Recently, Square Enix announced that "NieR: Automata" shipped over the two million copies. Released on the PlayStation 4 and PC, the title's success means that the company might consider expanding on the universe.

Financial performance

As per the company's financial report released on August 4th, "strong download sales of previously released catalogue titles such as “NieR:Automata,” have resulted in an increase of operating income in the area of console games, compared to the prior fiscal year."

The fact they singled out "NieR: Automata" is a fantastic sign and one which hints at a bright future for the series. Some fan-run sites, like Nova Crystallis, are already suggesting that Square Enix is preparing for the sequel.

A retrospective

"NieR: Automata" earned nearly universal praise due to its engaging combat, emotionally investing storyline and impressive world building. Directed by Toko Taro, the sequel to his 2010 action-RPG is probably his most instantly accessible title and one which greatly benefitted from the inclusion of PlatinumGames.
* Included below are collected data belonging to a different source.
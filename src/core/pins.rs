//! Ordering of a season's races with pinned rounds first.

use crate::models::{PinnedRounds, Race};

/// Sort races so pinned rounds come first, each group ordered by numeric
/// round. The sort is stable, so equal rounds keep their received order, and
/// rounds that are not numbers go last in their group.
pub fn sort_by_pinned(races: &[Race], pinned: &PinnedRounds) -> Vec<Race> {
    let mut sorted = races.to_vec();
    sorted.sort_by_key(|race| {
        (
            !pinned.contains(&race.round),
            race.round.trim().parse::<u32>().unwrap_or(u32::MAX),
        )
    });
    sorted
}
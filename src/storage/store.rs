//! Key-value capability behind the pinned-set store.

use std::collections::HashMap;

use crate::Result;

/// Minimal string key-value store, the shape of browser local storage.
pub trait KeyValueStore {
    fn get(&self, key: &str) -> Result<Option<String>>;
    fn set(&mut self, key: &str, value: &str) -> Result<()>;
}

/// Process-local store; nothing survives the process.
#[derive(Debug, Default, Clone)]
pub struct MemoryStore {
    entries: HashMap<String, String>,
}

impl MemoryStore {
    pub fn new() -> Self {
        Self::default()
    }
}

impl KeyValueStore for MemoryStore {
    fn get(&self, key: &str) -> Result<Option<String>> {
        Ok(self.entries.get(key).cloned())
    }

    fn set(&mut self, key: &str, value: &str) -> Result<()> {
        self.entries.insert(key.to_string(), value.to_string());
        Ok(())
    }
}

impl<S: KeyValueStore + ?Sized> KeyValueStore for &mut S {
    fn get(&self, key: &str) -> Result<Option<String>> {
        (**self).get(key)
    }

    fn set(&mut self, key: &str, value: &str) -> Result<()> {
        (**self).set(key, value)
    }
}
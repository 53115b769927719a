//! Cipher-suite facts the Finished exchange needs: the PRF/HKDF hash, the
//! verify_data length, and the traffic key sizes for key transitions.
//!
//! 完成消息交换所需的密码套件信息：PRF/HKDF 哈希、verify_data 长度，
//! 以及密钥切换所需的流量密钥长度。

use serde::{Deserialize, Serialize};
use sha2::{Digest, Sha256, Sha384};

/// Hash function bound to a negotiated cipher suite.
///
/// 与已协商密码套件绑定的哈希函数。
#[derive(Debug, Clone, Copy, PartialEq, Eq, Hash, Serialize, Deserialize)]
pub enum HashAlgorithm {
    Sha256,
    Sha384,
}

impl HashAlgorithm {
    pub fn output_len(self) -> usize {
        match self {
            HashAlgorithm::Sha256 => 32,
            HashAlgorithm::Sha384 => 48,
        }
    }

    pub fn digest(self, data: &[u8]) -> Vec<u8> {
        match self {
            HashAlgorithm::Sha256 => Sha256::digest(data).to_vec(),
            HashAlgorithm::Sha384 => Sha384::digest(data).to_vec(),
        }
    }

    /// `Hash("")`, the context of the "derived" secrets in the TLS 1.3 schedule.
    pub fn empty_hash(self) -> Vec<u8> {
        self.digest(&[])
    }
}

/// The cipher suites this crate knows how to finish a handshake for.
///
/// 本 crate 支持完成握手的密码套件。
#[allow(non_camel_case_types)]
#[derive(Debug, Clone, Copy, PartialEq, Eq, Hash, Serialize, Deserialize)]
pub enum CipherSuite {
    TLS_RSA_WITH_AES_128_CBC_SHA,
    TLS_RSA_WITH_AES_256_CBC_SHA,
    TLS_ECDHE_RSA_WITH_AES_128_GCM_SHA256,
    TLS_ECDHE_ECDSA_WITH_AES_256_GCM_SHA384,
    TLS_AES_128_GCM_SHA256,
    TLS_AES_256_GCM_SHA384,
    TLS_CHACHA20_POLY1305_SHA256,
}

/// Static properties of a [`CipherSuite`].
#[derive(Debug, Clone, Copy, PartialEq, Eq, Serialize, Deserialize)]
pub struct CipherSuiteInfo {
    pub id: u16,
    /// Hash for the TLS 1.2 PRF, the transcript and TLS 1.3 HKDF.
    pub hash_algorithm: HashAlgorithm,
    pub hash_length: usize,
    /// Finished verify_data length before TLS 1.3 (RFC 5246 §7.4.9).
    pub verify_data_length: usize,
    pub mac_key_length: usize,
    pub key_length: usize,
    /// Implicit IV for TLS 1.2 and earlier; full nonce length for TLS 1.3.
    pub fixed_iv_length: usize,
    pub tls13_only: bool,
}

impl CipherSuite {
    pub fn info(self) -> CipherSuiteInfo {
        let (id, hash_algorithm, mac_key_length, key_length, fixed_iv_length, tls13_only) =
            match self {
                CipherSuite::TLS_RSA_WITH_AES_128_CBC_SHA => {
                    (0x002f, HashAlgorithm::Sha256, 20, 16, 16, false)
                }
                CipherSuite::TLS_RSA_WITH_AES_256_CBC_SHA => {
                    (0x0035, HashAlgorithm::Sha256, 20, 32, 16, false)
                }
                CipherSuite::TLS_ECDHE_RSA_WITH_AES_128_GCM_SHA256 => {
                    (0xc02f, HashAlgorithm::Sha256, 0, 16, 4, false)
                }
                CipherSuite::TLS_ECDHE_ECDSA_WITH_AES_256_GCM_SHA384 => {
                    (0xc02c, HashAlgorithm::Sha384, 0, 32, 4, false)
                }
                CipherSuite::TLS_AES_128_GCM_SHA256 => {
                    (0x1301, HashAlgorithm::Sha256, 0, 16, 12, true)
                }
                CipherSuite::TLS_AES_256_GCM_SHA384 => {
                    (0x1302, HashAlgorithm::Sha384, 0, 32, 12, true)
                }
                CipherSuite::TLS_CHACHA20_POLY1305_SHA256 => {
                    (0x1303, HashAlgorithm::Sha256, 0, 32, 12, true)
                }
            };

        CipherSuiteInfo {
            id,
            hash_algorithm,
            hash_length: hash_algorithm.output_len(),
            verify_data_length: 12,
            mac_key_length,
            key_length,
            fixed_iv_length,
            tls13_only,
        }
    }

    pub fn hash_algorithm(self) -> HashAlgorithm {
        self.info().hash_algorithm
    }

    /// AEAD suites carry no separate MAC key.
    pub fn is_aead(self) -> bool {
        self.info().mac_key_length == 0
    }
}

#[cfg(test)]
mod tests {
    use super::*;

    #[test]
    fn hash_lengths_match_digests() {
        for hash in [HashAlgorithm::Sha256, HashAlgorithm::Sha384] {
            assert_eq!(hash.digest(b"abc").len(), hash.output_len());
        }
        assert_eq!(
            hex::encode(HashAlgorithm::Sha256.empty_hash()),
            "e3b0c44298fc1c149afbf4c8996fb92427ae41e4649b934ca495991b7852b855"
        );
    }

    #[test]
    fn suite_info() {
        let info = CipherSuite::TLS_AES_256_GCM_SHA384.info();
        assert_eq!(info.id, 0x1302);
        assert_eq!(info.hash_length, 48);
        assert!(info.tls13_only);

        let info = CipherSuite::TLS_RSA_WITH_AES_128_CBC_SHA.info();
        assert_eq!(info.hash_algorithm, HashAlgorithm::Sha256);
        assert_eq!(info.verify_data_length, 12);
        assert!(!info.tls13_only);

        assert!(!CipherSuite::TLS_RSA_WITH_AES_256_CBC_SHA.is_aead());
        assert!(CipherSuite::TLS_ECDHE_ECDSA_WITH_AES_256_GCM_SHA384.is_aead());
        assert!(CipherSuite::TLS_CHACHA20_POLY1305_SHA256.is_aead());
    }
}
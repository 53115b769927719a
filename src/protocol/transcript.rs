//! Running hash over the handshake messages exchanged so far.
//!
//! Versions up to TLS 1.1 keep an MD5 and a SHA-1 state side by side; TLS 1.2
//! and later keep the single hash of the negotiated cipher suite.
//!
//! 对迄今为止交换的握手消息进行的滚动哈希。
//!
//! TLS 1.1 及更早版本并行维护 MD5 与 SHA-1 状态；
//! TLS 1.2 及之后版本只维护已协商密码套件的哈希。
use crate::crypto::suite::{CipherSuite, HashAlgorithm};
use crate::error::Result;
use crate::protocol::message::HandshakeMessage;
use crate::protocol::version::ProtocolVersion;
use md5::Md5;
use sha1::Sha1;
use sha2::{Digest, Sha256, Sha384};

/// Snapshot of the MD5 and SHA-1 running states, for SSL 3.0 verify data.
#[derive(Debug, Clone)]
pub struct LegacyHashes {
    pub md5: Md5,
    pub sha1: Sha1,
}

/// The transcript contract the Finished processor depends on.
///
/// `digest` never consumes the running state: the processor snapshots the
/// transcript before the peer's Finished is hashed, then keeps appending.
///
/// Finished 处理器所依赖的握手记录接口。
///
/// `digest` 从不消耗滚动状态：处理器在对端 Finished 被哈希之前获取快照，之后继续追加。
pub trait TranscriptHasher {
    fn update(&mut self, bytes: &[u8]);

    /// Current transcript hash. `MD5 || SHA-1` (36 bytes) for legacy versions.
    fn digest(&self) -> Vec<u8>;

    /// Running MD5/SHA-1 states, when the transcript keeps them.
    fn legacy_hashes(&self) -> Option<LegacyHashes>;

    /// Appends a handshake message in its framed wire form.
    fn update_message(&mut self, message: &HandshakeMessage) -> Result<()> {
        self.update(&message.to_framed_bytes()?);
        Ok(())
    }
}

#[derive(Debug, Clone)]
enum RunningHash {
    Legacy(LegacyHashes),
    Sha256(Sha256),
    Sha384(Sha384),
}

#[derive(Debug, Clone)]
pub struct Transcript {
    running: RunningHash,
}

impl Transcript {
    /// Creates an empty transcript whose hash follows `version` and `suite`.
    ///
    /// 创建一个空的握手记录，其哈希由 `version` 与 `suite` 决定。
    pub fn new(version: ProtocolVersion, suite: CipherSuite) -> Self {
        let running = if version.uses_legacy_transcript() {
            RunningHash::Legacy(LegacyHashes {
                md5: Md5::new(),
                sha1: Sha1::new(),
            })
        } else {
            match suite.hash_algorithm() {
                HashAlgorithm::Sha256 => RunningHash::Sha256(Sha256::new()),
                HashAlgorithm::Sha384 => RunningHash::Sha384(Sha384::new()),
            }
        };
        Self { running }
    }

    /// Creates a transcript already holding `handshake_bytes`, the messages
    /// exchanged before the Finished phase.
    pub fn with_history(
        version: ProtocolVersion,
        suite: CipherSuite,
        handshake_bytes: &[u8],
    ) -> Self {
        let mut transcript = Self::new(version, suite);
        transcript.update(handshake_bytes);
        transcript
    }
}

impl TranscriptHasher for Transcript {
    fn update(&mut self, bytes: &[u8]) {
        match &mut self.running {
            RunningHash::Legacy(hashes) => {
                hashes.md5.update(bytes);
                hashes.sha1.update(bytes);
            }
            RunningHash::Sha256(hasher) => hasher.update(bytes),
            RunningHash::Sha384(hasher) => hasher.update(bytes),
        }
    }

    fn digest(&self) -> Vec<u8> {
        match &self.running {
            RunningHash::Legacy(hashes) => {
                let mut out = hashes.md5.clone().finalize().to_vec();
                out.extend_from_slice(&hashes.sha1.clone().finalize());
                out
            }
            RunningHash::Sha256(hasher) => hasher.clone().finalize().to_vec(),
            RunningHash::Sha384(hasher) => hasher.clone().finalize().to_vec(),
        }
    }

    fn legacy_hashes(&self) -> Option<LegacyHashes> {
        match &self.running {
            RunningHash::Legacy(hashes) => Some(hashes.clone()),
            _ => None,
        }
    }
}

#[cfg(test)]
mod tests {
    use super::*;

    #[test]
    fn digest_does_not_consume_state() {
        let mut transcript = Transcript::new(ProtocolVersion::Tls12, CipherSuite::TLS_AES_128_GCM_SHA256);
        transcript.update(b"\x01\x00\x00\x05hello");
        let first = transcript.digest();
        assert_eq!(first, transcript.digest());

        transcript.update(b"\x02\x00\x00\x05world");
        assert_ne!(first, transcript.digest());
        assert_eq!(
            hex::encode(transcript.digest()),
            "4c3ce044db0939614f1a5c77e23832a01f175ae4d0ce867d6b5f2e55b3cf36c6"
        );
    }

    #[test]
    fn hash_follows_version_and_suite() {
        let legacy = Transcript::new(ProtocolVersion::Tls10, CipherSuite::TLS_RSA_WITH_AES_128_CBC_SHA);
        assert_eq!(legacy.digest().len(), 16 + 20);
        assert!(legacy.legacy_hashes().is_some());

        let sha384 = Transcript::new(
            ProtocolVersion::Tls12,
            CipherSuite::TLS_ECDHE_ECDSA_WITH_AES_256_GCM_SHA384,
        );
        assert_eq!(sha384.digest().len(), 48);
        assert!(sha384.legacy_hashes().is_none());
    }

    #[test]
    fn incremental_and_bulk_updates_agree() {
        let mut incremental = Transcript::new(ProtocolVersion::Ssl30, CipherSuite::TLS_RSA_WITH_AES_128_CBC_SHA);
        incremental.update(b"\x01\x00\x00\x05hello");
        incremental.update(b"\x02\x00\x00\x05world");
        let bulk = Transcript::with_history(
            ProtocolVersion::Ssl30,
            CipherSuite::TLS_RSA_WITH_AES_128_CBC_SHA,
            b"\x01\x00\x00\x05hello\x02\x00\x00\x05world",
        );
        assert_eq!(incremental.digest(), bulk.digest());
    }
}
Some players might have missed out on most of the adventure, as three playthroughs are required to really get the full experience.


The third run is the actual second half of the story, as it starts immediately after the events of the previous ending.

"NieR: Automata" tackles some pretty serious issues like racism and what it means to be human. The story tackles place in a post-apocalyptic setting following a massive war eradicated humanity. All that remains are machines and YoRHa androids. As it is best to go without any spoilers, let us just say that Taro perfectly blends action, humor and crushing sadness to create a truly worthwhile journey.

A sequel would be more than welcome, especially since it might receive an even bigger budget than "NieR: Automata." The open world itself is really not that big, with most places needing to be revisited, so it would be great to see more of what this universe has to offer.